Magdalene laundries.

Contraceptive bans.

Abortion bans. Refusal to terminate pregnancies on medical grounds.

Cervical smear scandals.

And our people have paid with their lives.

For anyone wishing to rush this deal, this is the territory on which you thread. The women of Ireland have no reason to unquestioningly trust the State when it comes to their maternal and reproductive health.

This is a matter of trust.

And what are some of the concerns that people have?

The Department of Dermatology, the site of the new National Maternity Hospital on Sisters of Charity Land at St Vincent's University Hospital in Dublin. Picture: Collins Photos
The Department of Dermatology, the site of the new National Maternity Hospital on Sisters of Charity Land at St Vincent's University Hospital in Dublin. Picture: Collins Photos

Time to talk, time to listen

In the plainest of terms, there is first the issue of what treatments will be medically allowed on the site. We’re told everything, including “gender reassignment procedures”.

There are two matters to address here. Firstly, there are no gender reassignment surgeries available in Ireland at present. We currently refer our people to Britain.

And secondly, in a parliamentary question dated October 26, 2021, it was stated in black and white that “IVF treatment is not provided at St Vincent’s University Hospital”. In this same answer it was also stated that sterilisation procedures have been carried out at the hospital “when it is clinically required to do so”, but “not for the executive purpose of sterilisation”.
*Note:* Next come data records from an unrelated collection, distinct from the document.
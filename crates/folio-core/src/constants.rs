//! Application constants and configuration defaults
//!
//! Centralized location for magic numbers and default values

use std::time::Duration;

/// Data document configuration
pub mod data {
    /// Relative path of the portfolio document, resolved against the page location
    pub const DATA_URL: &str = "data/projects.json";
}

/// UI configuration
pub mod ui {
    use super::*;

    /// How long a toast stays visible before auto-hiding
    pub const TOAST_DURATION: Duration = Duration::from_millis(2200);

    /// localStorage key holding the theme preference
    pub const THEME_STORAGE_KEY: &str = "theme";

    /// Body class applied in light mode
    pub const LIGHT_CLASS: &str = "light";

    /// Class marking the visible page and the highlighted nav button
    pub const ACTIVE_CLASS: &str = "active";

    /// Number of highlights shown on a card or the featured project
    pub const MAX_HIGHLIGHTS: usize = 3;

    /// Page shown by the brand/logo
    pub const HOME_PAGE: &str = "home";

    /// Page shown by the hero call-to-action
    pub const PROJECTS_PAGE: &str = "projects";

    /// Chevron glyph for a closed collapsible section
    pub const CHEVRON_CLOSED: &str = "▸";

    /// Chevron glyph for an open collapsible section
    pub const CHEVRON_OPEN: &str = "▾";
}

/// Profile fallbacks used when the document leaves a field empty
pub mod labels {
    pub const DEFAULT_NAME: &str = "Your Name";
    pub const DEFAULT_HEADLINE: &str = "Portfolio";
    pub const DEFAULT_FOCUS: &str = "Projects";
    pub const CORE_SKILL_SEPARATOR: &str = " • ";
}
//! Folio - headless tools for the portfolio page
//!
//! Runs the same startup pipeline the browser runs, against an in-memory
//! copy of the page shell:
//! - `check` validates a shell and its data document end to end
//! - `render` prints project card markup for a data document

use std::path::PathBuf;

use anyhow::{anyhow, Result};
use clap::{Parser, Subcommand};
use folio_core::Category;

mod commands;
mod shell;

/// Folio - portfolio page tools
#[derive(Parser)]
#[command(name = "folio")]
#[command(about = "Validate and preview a portfolio page without a browser", long_about = None)]
struct Cli {
    #[command(subcommand)]
    command: Commands,

    /// Config file (defaults to ./folio.toml when present)
    #[arg(short, long, global = true)]
    config: Option<PathBuf>,
}

#[derive(Subcommand)]
enum Commands {
    /// Load a page shell and data document, and run the full startup
    Check {
        /// HTML page shell
        #[arg(short, long, default_value = "index.html")]
        shell: PathBuf,

        /// Data document path or http(s) URL (defaults to the configured
        /// data URL, next to the shell)
        #[arg(short, long)]
        data: Option<String>,

        /// Print the summary as JSON
        #[arg(long)]
        json: bool,
    },

    /// Print project card markup
    Render {
        /// Data document path or http(s) URL
        #[arg(short, long)]
        data: String,

        /// Only this category (excel or sql)
        #[arg(long, value_parser = parse_category)]
        category: Option<Category>,
    },
}

fn parse_category(key: &str) -> Result<Category> {
    Category::parse(key).ok_or_else(|| anyhow!("unknown category {key:?}, expected excel or sql"))
}

#[tokio::main]
async fn main() -> Result<()> {
    // stdout carries command output, so logs go to stderr
    tracing_subscriber::fmt()
        .with_env_filter(
            tracing_subscriber::EnvFilter::try_from_default_env()
                .unwrap_or_else(|_| tracing_subscriber::EnvFilter::new("info")),
        )
        .with_writer(std::io::stderr)
        .init();

    let cli = Cli::parse();
    let config = commands::load_config(cli.config.as_deref())?;

    match cli.command {
        Commands::Check { shell, data, json } => {
            let report = commands::check(&shell, data.as_deref(), config).await?;
            report.print(json)?;
        }
        Commands::Render { data, category } => {
            print!("{}", commands::render(&data, category).await?);
        }
    }

    Ok(())
}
There is also this term “clinical appropriateness” doing the rounds. Will this term, and another person’s life, have to be “tested” in a court of law? Or is it robust enough to provide us the certainty we need to greenlight a much-needed hospital that comes with a 299-year lease?

Then there is the matter of personnel. Why is someone like UCC’s Professor Deirdre Madden, deputy chair of the HSE, not supporting the deal?

Her UCC bio reads: “I enjoy translating legal concepts into everyday familiar language that people can understand as I firmly believe that the law exists for all citizens and should be accessible and comprehensible to everyone.”

After the decades of patience that Irish women have shown the State, surely the politicians of the day can grant us the adequate time to make the terms of this deal “accessible and comprehensible to everyone”.

Is a bit of time and some room to talk, too much to ask for?

Festina lente as they’d say in Rome.